New Jersey’s second-largest city is no stranger to historic religious buildings and a Downtown church that was built almost 135 years ago could soon undergo a revitalization that will add apartments and restore the property to its former glory.
The North Baptist Church at 598 Jersey Avenue has roots that go back to the Civil War era. The outpost was founded in 1865 after a growing local congregation purchased four lots on the corner of Fourth Street and Jersey Avenue to expand their presence in the community.
A wooden church was constructed in a short time while the group raised funds for the present building, which has stood at the lot since 1886. Many of the structure’s historical details remain intact to this day, although a steeple on top of the bell tower was removed at some point.
A significant portion of the property along Fourth Street was lost in a fire during 1978, but the building was partially renovated and reopened in 1985 as the North Baptist Spanish Church. It currently offers bilingual services, which have shifted to a virtual model during the COVID-19 pandemic.
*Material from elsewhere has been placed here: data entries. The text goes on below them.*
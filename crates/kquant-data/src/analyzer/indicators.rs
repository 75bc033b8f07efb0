//! 기술적 지표 계산 함수.
//!
//! 모든 함수는 오래된 값이 앞에 오는 슬라이스를 입력으로 받습니다.
//! 윈도우보다 데이터가 적으면 `None`을 반환합니다 (0이 아님).
//! RSI와 ATR은 Wilder 평활, EMA는 `α = 2/(period+1)`을 사용합니다.

use kquant_core::Candle;
use rust_decimal::prelude::ToPrimitive;
use rust_decimal::Decimal;
use rust_decimal_macros::dec;

/// SMA (단순 이동평균) 계산.
pub fn sma(prices: &[Decimal], period: usize) -> Option<Decimal> {
    if period == 0 || prices.len() < period {
        return None;
    }
    let sum: Decimal = prices[prices.len() - period..].iter().sum();
    Some(sum / Decimal::from(period))
}

/// EMA (지수 이동평균) 계산. 초기값은 첫 period 구간의 SMA입니다.
pub fn ema(prices: &[Decimal], period: usize) -> Option<Decimal> {
    ema_series(prices, period).and_then(|series| series.last().copied())
}

/// EMA 시계열 계산 (MACD 시그널 라인용).
fn ema_series(prices: &[Decimal], period: usize) -> Option<Vec<Decimal>> {
    if period == 0 || prices.len() < period {
        return None;
    }

    let multiplier = dec!(2) / Decimal::from(period + 1);
    let mut value = sma(&prices[..period], period)?;
    let mut series = vec![value];

    for &price in &prices[period..] {
        value = (price - value) * multiplier + value;
        series.push(value);
    }
    Some(series)
}

/// RSI (Wilder 평활) 계산. 결과는 0~100 범위입니다.
pub fn rsi(prices: &[Decimal], period: usize) -> Option<Decimal> {
    if period == 0 || prices.len() < period + 1 {
        return None;
    }

    let mut gains = Decimal::ZERO;
    let mut losses = Decimal::ZERO;

    for i in 1..=period {
        let change = prices[i] - prices[i - 1];
        if change > Decimal::ZERO {
            gains += change;
        } else {
            losses += change.abs();
        }
    }

    let mut avg_gain = gains / Decimal::from(period);
    let mut avg_loss = losses / Decimal::from(period);

    // Wilder 평활로 나머지 구간 반영
    for i in (period + 1)..prices.len() {
        let change = prices[i] - prices[i - 1];
        let (gain, loss) = if change > Decimal::ZERO {
            (change, Decimal::ZERO)
        } else {
            (Decimal::ZERO, change.abs())
        };
        avg_gain = (avg_gain * Decimal::from(period - 1) + gain) / Decimal::from(period);
        avg_loss = (avg_loss * Decimal::from(period - 1) + loss) / Decimal::from(period);
    }

    if avg_loss.is_zero() {
        return Some(dec!(100));
    }

    let rs = avg_gain / avg_loss;
    Some(dec!(100) - (dec!(100) / (dec!(1) + rs)))
}

/// MACD 계산 결과.
#[derive(Debug, Clone)]
pub struct Macd {
    /// MACD 라인 (단기 EMA − 장기 EMA)
    pub macd: Decimal,
    /// 시그널 라인 (MACD의 EMA)
    pub signal: Decimal,
    /// 히스토그램 (MACD − 시그널)
    pub histogram: Decimal,
}

/// MACD (12/26/9 표준) 계산.
pub fn macd(prices: &[Decimal], short: usize, long: usize, signal_period: usize) -> Option<Macd> {
    if prices.len() < long + signal_period - 1 {
        return None;
    }

    let short_series = ema_series(prices, short)?;
    let long_series = ema_series(prices, long)?;

    // 두 시계열의 꼬리를 정렬해 MACD 라인 시계열 구성
    let offset = short_series.len() - long_series.len();
    let macd_line: Vec<Decimal> = long_series
        .iter()
        .enumerate()
        .map(|(i, &l)| short_series[i + offset] - l)
        .collect();

    let signal_series = ema_series(&macd_line, signal_period)?;
    let macd_value = *macd_line.last()?;
    let signal_value = *signal_series.last()?;

    Some(Macd {
        macd: macd_value,
        signal: signal_value,
        histogram: macd_value - signal_value,
    })
}

/// 볼린저 밴드 계산 결과.
#[derive(Debug, Clone)]
pub struct Bollinger {
    /// 상단 밴드
    pub upper: Decimal,
    /// 중간선 (SMA)
    pub middle: Decimal,
    /// 하단 밴드
    pub lower: Decimal,
}

/// 볼린저 밴드 (기본 20/2) 계산.
pub fn bollinger(prices: &[Decimal], period: usize, std_mult: Decimal) -> Option<Bollinger> {
    if prices.len() < period {
        return None;
    }

    let middle = sma(prices, period)?;
    let window = &prices[prices.len() - period..];

    let variance: Decimal = window
        .iter()
        .map(|&p| {
            let diff = p - middle;
            diff * diff
        })
        .sum::<Decimal>()
        / Decimal::from(period);

    // rust_decimal에는 sqrt가 없어 f64 경유
    let std = variance
        .to_f64()
        .and_then(|v| Decimal::try_from(v.sqrt()).ok())?;
    let band = std * std_mult;

    Some(Bollinger {
        upper: middle + band,
        middle,
        lower: middle - band,
    })
}

/// 스토캐스틱 계산 결과.
#[derive(Debug, Clone)]
pub struct Stochastic {
    /// %K
    pub k: Decimal,
    /// %D (%K의 SMA)
    pub d: Decimal,
}

/// 스토캐스틱 (기본 14/3) 계산.
pub fn stochastic(candles: &[Candle], k_period: usize, d_period: usize) -> Option<Stochastic> {
    if k_period == 0 || d_period == 0 || candles.len() < k_period + d_period - 1 {
        return None;
    }

    let k_at = |end: usize| -> Option<Decimal> {
        let window = &candles[end + 1 - k_period..=end];
        let highest = window.iter().map(|c| c.high).max()?;
        let lowest = window.iter().map(|c| c.low).min()?;
        let close = window.last()?.close;
        if highest == lowest {
            return Some(dec!(50));
        }
        Some((close - lowest) / (highest - lowest) * dec!(100))
    };

    let last = candles.len() - 1;
    let mut k_values = Vec::with_capacity(d_period);
    for i in (last + 1 - d_period)..=last {
        k_values.push(k_at(i)?);
    }

    let k = *k_values.last()?;
    let d = k_values.iter().sum::<Decimal>() / Decimal::from(d_period);
    Some(Stochastic { k, d })
}

/// ATR (Wilder 평활, 기본 14) 계산.
pub fn atr(candles: &[Candle], period: usize) -> Option<Decimal> {
    if period == 0 || candles.len() < period + 1 {
        return None;
    }

    let true_range = |i: usize| -> Decimal {
        let high_low = candles[i].high - candles[i].low;
        let prev_close = candles[i - 1].close;
        let high_close = (candles[i].high - prev_close).abs();
        let low_close = (candles[i].low - prev_close).abs();
        high_low.max(high_close).max(low_close)
    };

    // 첫 ATR은 첫 period개 TR의 평균
    let mut value = (1..=period).map(true_range).sum::<Decimal>() / Decimal::from(period);

    // Wilder 평활
    for i in (period + 1)..candles.len() {
        value = (value * Decimal::from(period - 1) + true_range(i)) / Decimal::from(period);
    }

    Some(value)
}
A law firm representing the congregation submitted an application to revamp the property in January and the proposal would keep the religious legacy intact. Drawn up by Union City-based firm Pereiras Architects Ubiquitous, the proposal includes the complete restoration of the building’s façade plus an interior chapel alteration to include a meeting room and an office.
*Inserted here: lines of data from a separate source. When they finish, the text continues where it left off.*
//! 시장 데이터 파이프라인.
//!
//! 어댑터 팬인 채널에서 틱을 받아 품질 게이트를 거친 뒤, (종목, 간격)
//! 별로 캔들을 조립하고 링을 갱신하며 이벤트를 발행합니다.
//!
//! 파이프라인은 (종목, 간격)당 단일 작성자이므로 링 추가에 외부 잠금이
//! 필요 없습니다. 어댑터 채널이 유한하므로 하류가 밀리면 어댑터의
//! `send`가 대기하게 되어 명시적 속도 신호로 작동합니다.

use crate::quality::{DataQualityChecker, QualityConfig, QualityVerdict};
use kquant_bus::{Envelope, EventBus, Payload, Topic};
use kquant_cache::MarketStore;
use kquant_core::{Candle, KquantResult, MarketTick, Symbol, Timeframe};
use std::collections::HashMap;
use std::sync::Arc;
use tokio::sync::mpsc;
use tokio_util::sync::CancellationToken;
use tracing::{debug, info, warn};

/// 파이프라인 설정.
#[derive(Debug, Clone)]
pub struct PipelineConfig {
    /// 조립할 타임프레임
    pub timeframes: Vec<Timeframe>,
    /// 링 크기
    pub ring_size: usize,
    /// 품질 게이트 설정
    pub quality: QualityConfig,
}

impl Default for PipelineConfig {
    fn default() -> Self {
        Self {
            timeframes: vec![Timeframe::M1, Timeframe::M5],
            ring_size: 200,
            quality: QualityConfig::default(),
        }
    }
}

/// 시장 데이터 파이프라인.
pub struct MarketDataPipeline {
    bus: Arc<EventBus>,
    store: Arc<dyn MarketStore>,
    config: PipelineConfig,
    quality: DataQualityChecker,
    /// 조립 중인 캔들
    building: HashMap<(Symbol, Timeframe), Candle>,
}

impl MarketDataPipeline {
    /// 새 파이프라인을 생성합니다.
    pub fn new(bus: Arc<EventBus>, store: Arc<dyn MarketStore>, config: PipelineConfig) -> Self {
        let quality = DataQualityChecker::new(config.quality.clone());
        Self {
            bus,
            store,
            config,
            quality,
            building: HashMap::new(),
        }
    }

    /// 틱 하나를 처리합니다.
    ///
    /// 게이트 통과 틱마다 `market_data_received`가, 버킷이 닫힐 때만
    /// `candle_closed`가 발행됩니다.
    pub async fn process_tick(&mut self, tick: MarketTick) -> KquantResult<()> {
        match self.quality.check(&tick) {
            QualityVerdict::Accept(warnings) => {
                for warning in &warnings {
                    warn!(
                        symbol = %tick.symbol,
                        gate = warning.gate,
                        message = %warning.message,
                        "Quality warning"
                    );
                }
            }
            QualityVerdict::Drop(issue) => {
                warn!(
                    symbol = %tick.symbol,
                    gate = issue.gate,
                    message = %issue.message,
                    "Tick dropped by quality gate"
                );
                self.bus.publish(Envelope::new(
                    Topic::SystemStatus,
                    "pipeline",
                    Payload::SystemStatus {
                        component: "pipeline".to_string(),
                        status: "quality_issue".to_string(),
                        detail: Some(format!("{}: {}", issue.gate, issue.message)),
                    },
                ))?;
                return Ok(());
            }
            QualityVerdict::DropSilently => return Ok(()),
        }

        // 캔들 조립
        for timeframe in self.config.timeframes.clone() {
            self.assemble(&tick, timeframe).await?;
        }

        // 최신 틱 캐시 갱신 후 발행
        self.store.set_latest_tick(&tick).await?;
        self.bus.publish(Envelope::new(
            Topic::MarketDataReceived,
            "pipeline",
            Payload::MarketTick(tick),
        ))?;
        Ok(())
    }

    /// 벽시계가 버킷 경계를 지난 캔들을 마감합니다.
    ///
    /// 다음 버킷 틱이 오지 않아도 주기 타이머가 호출해 마감을 보장합니다.
    pub async fn flush_expired(&mut self, now: chrono::DateTime<chrono::Utc>) -> KquantResult<()> {
        let expired: Vec<(Symbol, Timeframe)> = self
            .building
            .iter()
            .filter(|((_, tf), candle)| tf.next_boundary(candle.ts) <= now)
            .map(|(key, _)| key.clone())
            .collect();

        for key in expired {
            if let Some(candle) = self.building.remove(&key) {
                self.close_candle(candle).await?;
            }
        }
        Ok(())
    }

    async fn assemble(&mut self, tick: &MarketTick, timeframe: Timeframe) -> KquantResult<()> {
        let bucket = timeframe.align(tick.ts);
        let key = (tick.symbol.clone(), timeframe);

        match self.building.get_mut(&key) {
            Some(current) if current.ts == bucket => {
                current.absorb(tick);
            }
            Some(current) if current.ts < bucket => {
                // 다음 버킷 틱 도착 → 이전 캔들 마감
                let closed = std::mem::replace(current, Candle::open_from_tick(tick, timeframe));
                self.close_candle(closed).await?;
            }
            Some(current) => {
                // 이미 마감된 버킷의 지각 틱
                debug!(
                    symbol = %tick.symbol,
                    timeframe = %timeframe,
                    tick_ts = %tick.ts,
                    current_bucket = %current.ts,
                    "Late tick ignored for candle assembly"
                );
            }
            None => {
                self.building
                    .insert(key, Candle::open_from_tick(tick, timeframe));
            }
        }
        Ok(())
    }

    async fn close_candle(&mut self, candle: Candle) -> KquantResult<()> {
        debug!(
            symbol = %candle.symbol,
            timeframe = %candle.timeframe,
            ts = %candle.ts,
            close = %candle.close,
            "Candle closed"
        );
        self.store.push_candle(&candle, self.config.ring_size).await?;
        self.bus.publish(Envelope::new(
            Topic::CandleClosed,
            "pipeline",
            Payload::Candle(candle),
        ))?;
        Ok(())
    }

    /// 파이프라인 구동 루프.
    ///
    /// 어댑터 팬인 채널을 소비하고, 1초 주기로 만료 버킷을 마감합니다.
    pub async fn run(mut self, mut tick_rx: mpsc::Receiver<MarketTick>, shutdown: CancellationToken) {
        info!("MarketDataPipeline started");
        let mut flush_interval = tokio::time::interval(std::time::Duration::from_secs(1));
        flush_interval.set_missed_tick_behavior(tokio::time::MissedTickBehavior::Skip);

        loop {
            tokio::select! {
                _ = shutdown.cancelled() => break,
                tick = tick_rx.recv() => {
                    match tick {
                        Some(tick) => {
                            if let Err(e) = self.process_tick(tick).await {
                                warn!(error = %e, "Tick processing failed");
                            }
                        }
                        None => break,
                    }
                }
                _ = flush_interval.tick() => {
                    if let Err(e) = self.flush_expired(chrono::Utc::now()).await {
                        warn!(error = %e, "Candle flush failed");
                    }
                }
            }
        }
        info!("MarketDataPipeline stopped");
    }
}

#[cfg(test)]
mod tests {
    use super::*;
    use chrono::TimeZone;
    use kquant_bus::Delivery;
    use kquant_cache::MemoryStore;
    use kquant_core::TickSource;
    use rust_decimal::Decimal;
    use rust_decimal_macros::dec;

    fn symbol() -> Symbol {
        Symbol::canonicalize("005930").unwrap()
    }

    fn tick_at(min: u32, sec: u32, close: Decimal) -> MarketTick {
        MarketTick::quote(
            symbol(),
            chrono::Utc.with_ymd_and_hms(2025, 3, 4, 0, min, sec).unwrap(),
            close,
            dec!(10),
            TickSource::BrokerWebsocket,
        )
    }

    fn pipeline_with_quality() -> (Arc<EventBus>, Arc<MemoryStore>, MarketDataPipeline) {
        let bus = Arc::new(EventBus::new(64));
        let store = Arc::new(MemoryStore::new());
        // 테스트 틱은 과거 시각이므로 신선도 경고는 무시
        let config = PipelineConfig {
            timeframes: vec![Timeframe::M1],
            ring_size: 5,
            quality: QualityConfig::default(),
        };
        let pipeline = MarketDataPipeline::new(Arc::clone(&bus), store.clone(), config);
        (bus, store, pipeline)
    }

    #[tokio::test]
    async fn test_candle_closes_on_next_bucket_tick() {
        let (bus, store, mut pipeline) = pipeline_with_quality();
        let mut candle_sub = bus.subscribe(Topic::CandleClosed);
        let mut tick_sub = bus.subscribe(Topic::MarketDataReceived);

        pipeline.process_tick(tick_at(31, 10, dec!(75000))).await.unwrap();
        pipeline.process_tick(tick_at(31, 40, dec!(75100))).await.unwrap();
        // 다음 버킷 틱 → 31분 캔들 마감
        pipeline.process_tick(tick_at(32, 5, dec!(75200))).await.unwrap();

        match candle_sub.recv().await.unwrap() {
            Delivery::Event(envelope) => match envelope.payload {
                Payload::Candle(candle) => {
                    assert_eq!(candle.open, dec!(75000));
                    assert_eq!(candle.close, dec!(75100));
                    assert_eq!(candle.volume, dec!(20));
                }
                _ => panic!("wrong payload"),
            },
            _ => panic!("expected candle"),
        }

        // 게이트 통과 틱마다 market_data_received 발행
        for _ in 0..3 {
            assert!(matches!(tick_sub.recv().await, Some(Delivery::Event(_))));
        }

        // 링에는 마감된 캔들만 존재
        let ring = store.candles(&symbol(), Timeframe::M1, 10).await.unwrap();
        assert_eq!(ring.len(), 1);
        assert_eq!(ring[0].close, dec!(75100));
    }

    #[tokio::test]
    async fn test_flush_expired_closes_on_clock() {
        let (bus, store, mut pipeline) = pipeline_with_quality();
        let _sub = bus.subscribe(Topic::CandleClosed);

        pipeline.process_tick(tick_at(31, 10, dec!(75000))).await.unwrap();

        // 경계 전에는 마감 없음
        let before = chrono::Utc.with_ymd_and_hms(2025, 3, 4, 0, 31, 59).unwrap();
        pipeline.flush_expired(before).await.unwrap();
        assert!(store.candles(&symbol(), Timeframe::M1, 10).await.unwrap().is_empty());

        // 경계 통과 후 마감
        let after = chrono::Utc.with_ymd_and_hms(2025, 3, 4, 0, 32, 0).unwrap();
        pipeline.flush_expired(after).await.unwrap();
        let ring = store.candles(&symbol(), Timeframe::M1, 10).await.unwrap();
        assert_eq!(ring.len(), 1);
    }

    #[tokio::test]
    async fn test_duplicate_tick_does_not_change_ring() {
        let (_bus, store, mut pipeline) = pipeline_with_quality();

        let t = tick_at(31, 10, dec!(75000));
        pipeline.process_tick(t.clone()).await.unwrap();
        pipeline.process_tick(t.clone()).await.unwrap();
        pipeline.process_tick(tick_at(32, 0, dec!(75100))).await.unwrap();

        let ring = store.candles(&symbol(), Timeframe::M1, 10).await.unwrap();
        assert_eq!(ring.len(), 1);
        // 중복 틱이 수락되었다면 volume이 20이었을 것
        assert_eq!(ring[0].volume, dec!(10));
    }

    #[tokio::test]
    async fn test_dropped_tick_publishes_quality_issue() {
        let (bus, _store, mut pipeline) = pipeline_with_quality();
        let mut status_sub = bus.subscribe(Topic::SystemStatus);

        pipeline.process_tick(tick_at(31, 10, dec!(0))).await.unwrap();

        match status_sub.recv().await.unwrap() {
            Delivery::Event(envelope) => match envelope.payload {
                Payload::SystemStatus { status, .. } => assert_eq!(status, "quality_issue"),
                _ => panic!("wrong payload"),
            },
            _ => panic!("expected status event"),
        }
    }
}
The second component would involve additional exterior restoration and the construction of a new multi-family building within the existing church façade. The buildout would have the effect of creating a uniform five-story building that rises 70 feet at its highest point, which would continue to be the church’s bell tower.
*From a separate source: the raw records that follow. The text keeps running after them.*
//! 트레이딩 시스템의 에러 타입.
//!
//! 이 모듈은 시스템 전반에서 사용되는 에러 타입을 정의합니다.
//! 에러는 재시도 가능 여부와 치명도에 따라 분류됩니다.

use thiserror::Error;

/// 핵심 트레이딩 에러.
#[derive(Debug, Error)]
pub enum KquantError {
    /// 설정 에러
    #[error("설정 에러: {0}")]
    Config(String),

    /// 브로커 연동 에러
    #[error("브로커 에러: {0}")]
    Broker(String),

    /// 주문 에러
    #[error("주문 에러: {0}")]
    Order(String),

    /// 포지션 에러
    #[error("포지션 에러: {0}")]
    Position(String),

    /// 리스크 관리 에러
    #[error("리스크 에러: {0}")]
    Risk(String),

    /// 전략 에러
    #[error("전략 에러: {0}")]
    Strategy(String),

    /// 시장 데이터 에러
    #[error("데이터 에러: {0}")]
    Data(String),

    /// 검증 실패 (입력 거부, 재시도 금지)
    #[error("검증 실패: {0}")]
    Validation(String),

    /// 요청 한도 초과
    #[error("요청 한도 초과: {0}")]
    RateLimit(String),

    /// 네트워크 에러
    #[error("네트워크 에러: {0}")]
    Network(String),

    /// 타임아웃
    #[error("타임아웃: {0}")]
    Timeout(String),

    /// 직렬화 에러
    #[error("직렬화 에러: {0}")]
    Serialization(String),

    /// 캐시 에러
    #[error("캐시 에러: {0}")]
    Cache(String),

    /// 불변 조건 위반 (해당 컴포넌트 쓰기 중단 대상)
    #[error("불변 조건 위반: {0}")]
    InvariantViolation(String),

    /// 찾을 수 없음
    #[error("찾을 수 없음: {0}")]
    NotFound(String),

    /// 내부 에러
    #[error("내부 에러: {0}")]
    Internal(String),
}

/// 트레이딩 작업을 위한 Result 타입.
pub type KquantResult<T> = Result<T, KquantError>;

impl KquantError {
    /// 재시도 가능한 에러인지 확인합니다.
    ///
    /// 일시적 I/O 에러(네트워크, 한도 초과, 타임아웃, 캐시 순단)만
    /// 백오프 후 재시도 대상입니다. 검증/정책 에러는 재시도하지 않습니다.
    pub fn is_retryable(&self) -> bool {
        matches!(
            self,
            KquantError::Network(_)
                | KquantError::RateLimit(_)
                | KquantError::Timeout(_)
                | KquantError::Cache(_)
        )
    }

    /// 치명적인 에러인지 확인합니다.
    ///
    /// 불변 조건 위반은 해당 컴포넌트를 격리 상태로 전환시킵니다.
    pub fn is_critical(&self) -> bool {
        matches!(self, KquantError::InvariantViolation(_))
    }
}

impl From<serde_json::Error> for KquantError {
    fn from(err: serde_json::Error) -> Self {
        KquantError::Serialization(err.to_string())
    }
}

#[cfg(test)]
mod tests {
    use super::*;

    #[test]
    fn test_error_retryable() {
        let network_err = KquantError::Network("connection reset".to_string());
        assert!(network_err.is_retryable());

        let validation_err = KquantError::Validation("quantity < 1".to_string());
        assert!(!validation_err.is_retryable());

        let timeout_err = KquantError::Timeout("risk_check 500ms".to_string());
        assert!(timeout_err.is_retryable());
    }

    #[test]
    fn test_error_critical() {
        let invariant_err = KquantError::InvariantViolation("filled_qty > quantity".to_string());
        assert!(invariant_err.is_critical());
        assert!(!invariant_err.is_retryable());

        let order_err = KquantError::Order("unknown symbol".to_string());
        assert!(!order_err.is_critical());
    }
}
The 16 living spaces to make up the new portion would consist of one studio, five one-bedroom units, seven two-bedroom apartments, and three three-bedroom spaces. It is unclear if the residential component is intended as condominiums or rentals, but the application states that none of the units would be designated as affordable housing.
No parking is included in the proposed project, which will be requesting variances for use, density, and bulk from the city’s zoning board. There is not a set date in terms of when it will go before the board at this time.